**Saved data entries:**
##############################

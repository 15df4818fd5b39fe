//! ### carve subcommand
//!
//! Streams windows of sectors past the magic-number matchers and reports
//! where interesting content begins.

use log::error;
use crate::carve;
use crate::STDRESULT;

pub fn carve(cmd: &clap::ArgMatches) -> STDRESULT {
    let (_path,mut img) = super::get_image(cmd)?;
    let offset = super::get_u64(cmd,"offset",0)?;
    let window = super::get_u64(cmd,"cluster",1)? as usize;
    let list = cmd.get_one::<String>("search").expect("search argument is required");
    let finders = carve::finders_from_list(list);
    if finders.is_empty() {
        error!("no valid search types in `{}`",list);
        return Err(Box::new(super::CommandError::InvalidCommand));
    }
    let matches = carve::scan(img.as_mut(),offset,window,&finders)?;
    for m in &matches {
        println!("Matching {} found at offset 0x{:X}, sector {}",m.file_type,m.offset,m.sector);
    }
    Ok(())
}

##############################

**Exercise description:**
The answer must consist of every line from the data that holds the string "crate".

**Answer to this problem:**
use crate::carve;
use crate::STDRESULT;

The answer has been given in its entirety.